Enlisting the host’s immune system to destroy and eradicate tumors in patients with advanced cancer has long been pursued by researchers and clinicians worldwide. The development of immune checkpoint inhibitors—agents targeting co-stimulatory T cell receptors or their ligands—have demonstrated substantial and durable anti-tumor activity in selected patients with different tumor types, renewed our enthusiasm for immunotherapy, and generated large research efforts, establishing Immuno-Oncology as a solid discipline of cancer medicine. The first immune checkpoint inhibitor, ipilimumab—a cytotoxic T lymphocyte associated antigen-4 (CTLA-4) inhibitor received FDA approval for patients with melanoma in different stages of disease. PD-1 inhibitors have better efficacy and safety profile than their predecessor.
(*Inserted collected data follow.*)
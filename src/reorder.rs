//! Reorder engine: the drag-and-drop move algorithm.
//!
//! A move decomposes source and destination paths into (container, index)
//! pairs, splices the node out of its source sequence and into the
//! destination sequence, then passes the destination sequence through a
//! stable folders-before-feeds reorder. Dropping onto a folder node
//! redirects the destination to index 0 of that folder's children.

use tracing::debug;

use crate::errors::{OutlineError, OutlineResult};
use crate::outline::{Document, NodeKind, OutlineNode};
use crate::path::NodePath;

/// Result of a move: the new snapshot, the moved node's resting path after
/// the sort-invariant reorder, and the folder auto-expanded by a
/// drop-on-folder redirection, if any. The expansion is a UI-facing side
/// effect applied by [`crate::session`], not part of the document.
#[derive(Debug, Clone, PartialEq, Eq)]
pub struct MoveOutcome {
    pub document: Document,
    pub new_path: NodePath,
    pub expanded_folder: Option<NodePath>,
}

/// Move the node at `source` to `dest`.
///
/// `dest` either names a gap in a sibling sequence (container path plus
/// insertion index) or a folder node, in which case the node is placed at
/// index 0 inside that folder. Moving a node onto itself is a no-op;
/// moving a folder into its own subtree fails with `InvalidMove` and
/// leaves the tree unchanged.
pub fn move_node(
    document: &Document,
    source: &NodePath,
    dest: &NodePath,
) -> OutlineResult<MoveOutcome> {
    if source == dest {
        return Ok(MoveOutcome {
            document: document.clone(),
            new_path: source.clone(),
            expanded_folder: None,
        });
    }

    // The move must start from an existing node.
    document.resolve(source)?;

    if dest.is_descendant_of(source) {
        return Err(OutlineError::InvalidMove {
            src: source.key(),
            dest: dest.key(),
        });
    }

    let (source_container, source_index) = source
        .split_last()
        .ok_or_else(|| OutlineError::PathNotFound { key: source.key() })?;

    // Drop-on-folder redirection: a destination that resolves to a folder
    // node means "into that folder, first position".
    let (dest_container, dest_index, expanded_folder) = match document.resolve(dest) {
        Ok(node) if node.is_folder() => (dest.clone(), 0, Some(dest.clone())),
        _ => {
            let (container, index) = dest
                .split_last()
                .ok_or_else(|| OutlineError::PathNotFound { key: dest.key() })?;
            (container, index, None)
        }
    };

    let mut next = document.clone();
    let final_index;

    if source_container == dest_container {
        // Same container: remove first, then insert at the literal
        // destination index of the already-shortened sequence.
        let siblings = next.container_mut(&source_container, false)?;
        if source_index >= siblings.len() {
            return Err(OutlineError::PathNotFound { key: source.key() });
        }
        let moved = siblings.remove(source_index);
        let insert_at = dest_index.min(siblings.len());
        siblings.insert(insert_at, moved);
        final_index = folders_first_tracking(siblings, insert_at);
    } else {
        let siblings = next.container_mut(&source_container, false)?;
        if source_index >= siblings.len() {
            return Err(OutlineError::PathNotFound { key: source.key() });
        }
        let moved = siblings.remove(source_index);
        // The destination is walked on the shortened tree; paths are
        // transient coordinates computed against the pre-move snapshot, so
        // a destination beneath a later sibling of the source shifts with
        // the removal. Absent child sequences along the walk are created.
        let target = next.container_mut(&dest_container, true)?;
        let insert_at = dest_index.min(target.len());
        target.insert(insert_at, moved);
        final_index = folders_first_tracking(target, insert_at);
    }

    let new_path = dest_container.child(final_index);
    debug!(source = %source, dest = %dest, new_path = %new_path, "moved node");

    Ok(MoveOutcome {
        document: next,
        new_path,
        expanded_folder,
    })
}

/// Stable partial reorder of a sibling sequence: all folders before all
/// feeds, relative order within each class preserved.
pub fn folders_first(siblings: &mut Vec<OutlineNode>) {
    folders_first_tracking(siblings, 0);
}

/// Same as [`folders_first`], returning the new index of the element that
/// was at `tracked` before the reorder.
fn folders_first_tracking(siblings: &mut Vec<OutlineNode>, tracked: usize) -> usize {
    let items = std::mem::take(siblings);
    let mut folders = Vec::new();
    let mut feeds = Vec::new();
    let mut tracked_kind = NodeKind::Feed;
    let mut tracked_class_index = 0;

    for (index, node) in items.into_iter().enumerate() {
        let class = match node.kind() {
            NodeKind::Folder => &mut folders,
            NodeKind::Feed => &mut feeds,
        };
        if index == tracked {
            tracked_kind = node.kind();
            tracked_class_index = class.len();
        }
        class.push(node);
    }

    let folder_count = folders.len();
    siblings.extend(folders);
    siblings.extend(feeds);

    match tracked_kind {
        NodeKind::Folder => tracked_class_index,
        NodeKind::Feed => folder_count + tracked_class_index,
    }
}

#[cfg(test)]
mod tests {
    use super::*;

    fn feed(label: &str) -> OutlineNode {
        OutlineNode::feed(label, None, None)
    }

    fn folder(label: &str) -> OutlineNode {
        OutlineNode::folder(label, None)
    }

    #[test]
    fn given_mixed_sequence_when_sorting_then_folders_lead_stably() {
        let mut siblings = vec![feed("f1"), folder("d1"), feed("f2"), folder("d2")];
        folders_first(&mut siblings);
        let labels: Vec<&str> = siblings.iter().map(|n| n.label()).collect();
        assert_eq!(labels, vec!["d1", "d2", "f1", "f2"]);
    }

    #[test]
    fn given_tracked_feed_when_sorting_then_reports_new_index() {
        let mut siblings = vec![feed("f1"), folder("d1"), feed("f2")];
        // track the feed at index 0; after the reorder it sits behind d1
        let new_index = folders_first_tracking(&mut siblings, 0);
        assert_eq!(new_index, 1);
        assert_eq!(siblings[new_index].label(), "f1");
    }
}
use clap::Parser;
use rsopml::cli::args::Cli;
use rsopml::cli::commands::execute_command;
use rsopml::cli::output;
use tracing::level_filters::LevelFilter;
use tracing_subscriber::filter::filter_fn;
use tracing_subscriber::fmt::format::FmtSpan;
use tracing_subscriber::layer::SubscriberExt;
use tracing_subscriber::util::SubscriberInitExt;
use tracing_subscriber::{fmt, Layer};

fn main() {
    let cli = Cli::parse();

    setup_logging(cli.debug);

    if let Err(e) = execute_command(&cli) {
        output::error(&e);
        std::process::exit(e.exit_code());
    }
}

fn setup_logging(verbosity: u8) {
    let filter = match verbosity {
        0 => LevelFilter::WARN,
        1 => LevelFilter::INFO,
        2 => LevelFilter::DEBUG,
        3 => LevelFilter::TRACE,
        _ => {
            eprintln!("Don't be crazy, max is -d -d -d");
            LevelFilter::TRACE
        }
    };

    // Create a noisy module filter
    let noisy_modules = [""];
    let module_filter = filter_fn(move |metadata| {
        !noisy_modules
            .iter()
            .any(|name| metadata.target().starts_with(name))
    });

    // Create a subscriber with formatted output directed to stderr
    let fmt_layer = fmt::layer()
        .with_writer(std::io::stderr)
        .with_target(true)
        .with_thread_names(false)
        .with_span_events(FmtSpan::ENTER)
        .with_span_events(FmtSpan::CLOSE);

    let filtered_layer = fmt_layer.with_filter(filter).with_filter(module_filter);

    tracing_subscriber::registry().with(filtered_layer).init();

    match filter {
        LevelFilter::INFO => tracing::info!("Debug mode: info"),
        LevelFilter::DEBUG => tracing::debug!("Debug mode: debug"),
        LevelFilter::TRACE => tracing::debug!("Debug mode: trace"),
        _ => {}
    }
}

#[cfg(test)]
mod tests {
    use super::*;
    use clap::CommandFactory;

    // https://docs.rs/clap/latest/clap/_derive/_tutorial/index.html#testing
    #[test]
    fn verify_cli() {
        Cli::command().debug_assert();
    }
}
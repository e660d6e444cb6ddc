//! Command dispatch: each mutating command is one load → mutate → save cycle.

use std::fs;
use std::io;
use std::path::{Path, PathBuf};

use clap::CommandFactory;
use clap_complete::generate;
use termtree::Tree;
use tracing::{debug, instrument};

use crate::cli::args::{Cli, Commands, ConfigCommands, KindArg};
use crate::cli::error::CliResult;
use crate::cli::output;
use crate::codec;
use crate::config::{global_config_path, Settings};
use crate::errors::OutlineResult;
use crate::mutation::{self, EditValues};
use crate::outline::{Document, NodeKind, OutlineNode};
use crate::path::NodePath;
use crate::reorder;

pub fn execute_command(cli: &Cli) -> CliResult<()> {
    match &cli.command {
        Some(Commands::Show { file }) => _show(file),
        Some(Commands::Add { file, kind, at }) => _add(file, *kind, at.as_deref()),
        Some(Commands::Edit {
            file,
            path,
            label,
            feed_url,
            site_url,
        }) => _edit(file, path, label.clone(), feed_url.clone(), site_url.clone()),
        Some(Commands::Delete { file, path }) => _delete(file, path),
        Some(Commands::Move { file, source, dest }) => _move(file, source, dest),
        Some(Commands::Export { file, output }) => _export(file, output.as_deref()),
        Some(Commands::Config { command }) => _config(command),
        Some(Commands::Completion { shell }) => {
            let mut cmd = Cli::command();
            generate(*shell, &mut cmd, "rsopml", &mut io::stdout());
            Ok(())
        }
        None => Ok(()),
    }
}

fn load_document(file: &Path) -> OutlineResult<Document> {
    let text = fs::read_to_string(file)?;
    codec::parse(&text)
}

fn store_document(file: &Path, document: &Document) -> OutlineResult<()> {
    fs::write(file, codec::serialize(document))?;
    Ok(())
}

#[instrument]
fn _show(file: &Path) -> CliResult<()> {
    let document = load_document(file)?;
    debug!(nodes = document.node_count(), "loaded document");
    if document.is_empty() {
        output::info("(empty document)");
        return Ok(());
    }
    for root in &document.roots {
        output::info(&render_node(root));
    }
    Ok(())
}

fn render_node(node: &OutlineNode) -> Tree<String> {
    match node {
        OutlineNode::Folder { label, children } => {
            let leaves: Vec<Tree<String>> = children
                .as_deref()
                .unwrap_or(&[])
                .iter()
                .map(render_node)
                .collect();
            Tree::new(format!("{}/", label)).with_leaves(leaves)
        }
        OutlineNode::Feed {
            label, feed_url, ..
        } => match feed_url {
            Some(url) => Tree::new(format!("{} ({})", label, url)),
            None => Tree::new(label.clone()),
        },
    }
}

#[instrument]
fn _add(file: &Path, kind: KindArg, at: Option<&str>) -> CliResult<()> {
    let document = load_document(file)?;
    let target = at.map(NodePath::from_key).transpose()?;
    let next = mutation::add(&document, target.as_ref(), kind.into())?;
    store_document(file, &next)?;
    output::success(&format!("added {}", NodeKind::from(kind)));
    Ok(())
}

#[instrument]
fn _edit(
    file: &Path,
    path: &str,
    label: Option<String>,
    feed_url: Option<String>,
    site_url: Option<String>,
) -> CliResult<()> {
    let document = load_document(file)?;
    let path = NodePath::from_key(path)?;
    let values = EditValues {
        label,
        feed_url,
        site_url,
    };
    let next = mutation::edit(&document, &path, &values)?;
    store_document(file, &next)?;
    output::success(&format!("edited {}", path));
    Ok(())
}

#[instrument]
fn _delete(file: &Path, path: &str) -> CliResult<()> {
    let document = load_document(file)?;
    let path = NodePath::from_key(path)?;
    let subtree = document.resolve(&path)?.subtree_len();
    let next = mutation::delete(&document, &path)?;
    store_document(file, &next)?;
    output::success(&format!("deleted {} ({} nodes)", path, subtree));
    Ok(())
}

#[instrument]
fn _move(file: &Path, source: &str, dest: &str) -> CliResult<()> {
    let document = load_document(file)?;
    let source = NodePath::from_key(source)?;
    let dest = NodePath::from_key(dest)?;
    let outcome = reorder::move_node(&document, &source, &dest)?;
    store_document(file, &outcome.document)?;
    output::success(&format!("moved {} -> {}", source, outcome.new_path));
    Ok(())
}

#[instrument]
fn _export(file: &Path, output_path: Option<&Path>) -> CliResult<()> {
    let settings = Settings::load()?;
    let document = load_document(file)?;
    let target: PathBuf = output_path
        .map(Path::to_path_buf)
        .unwrap_or_else(|| PathBuf::from(&settings.export_filename));
    fs::write(&target, codec::serialize_with_title(&document, &settings.export_title))
        .map_err(crate::errors::OutlineError::Io)?;
    output::action("exported", &target.display());
    Ok(())
}

#[instrument]
fn _config(command: &ConfigCommands) -> CliResult<()> {
    match command {
        ConfigCommands::Show => {
            let settings = Settings::load()?;
            output::header("# Effective configuration");
            output::info(&settings.to_toml()?);
            Ok(())
        }
        ConfigCommands::Init => {
            output::info(&Settings::template());
            Ok(())
        }
        ConfigCommands::Path => {
            match global_config_path() {
                Some(path) => output::info(&path.display()),
                None => output::info("(no config directory available)"),
            }
            Ok(())
        }
    }
}
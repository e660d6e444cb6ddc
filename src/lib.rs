//! rsopml: OPML outline editor core.
//!
//! Documents are parsed into an immutable tree of folders and feeds,
//! edited through operations that each produce a new snapshot, and
//! serialized back to normalized OPML. See [`codec`] for the text codec,
//! [`mutation`] and [`reorder`] for the operations, and [`session`] for
//! the UI-facing selection/expansion/drag side channel.

pub mod cli;
pub mod codec;
pub mod config;
pub mod errors;
pub mod exitcode;
pub mod mutation;
pub mod outline;
pub mod path;
pub mod reorder;
pub mod session;
pub mod util;

pub use errors::{OutlineError, OutlineResult};
pub use outline::{Document, NodeKind, OutlineNode};
pub use path::NodePath;
pub use session::Session;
Several agents inhibiting this pathway have completed early stages of drug development (biology, pharmacokinetics, safety, efficacy, etc.) and are rapidly finding their way to the clinic. Of these, three already received FDA approval for different indications: Nivolumab (Bristol Myers Squibb), Pembrolizumab (Merck & Co), and Alemtuzumab (Genentech). As expected, their toxicity profile predominantly includes immune related adverse events. The majority of these adverse events are manageable and grade 3/4 toxicities are only observed in 1–3% of patients. Other aspects of clinical interest include: (I) while toxicities are consistent among different agents, their incidence vary slightly among different tumor types; (II) stabilization of tumor growth is observed in a large number of patients; however, objective responses are still reserved to a minority; (III) PD-L1 expression on tumor cells is the most predictive biomarker. Nonetheless, a considerable number of PD-L1 (−) patients experience objective responses and differences in survival according to PD-L1 status are not uniform; and (IV) when compared with cytotoxic chemotherapy and other targeted therapies, the duration of responses and safety profile seem to be major advantages among responders to this group of novel biologicals.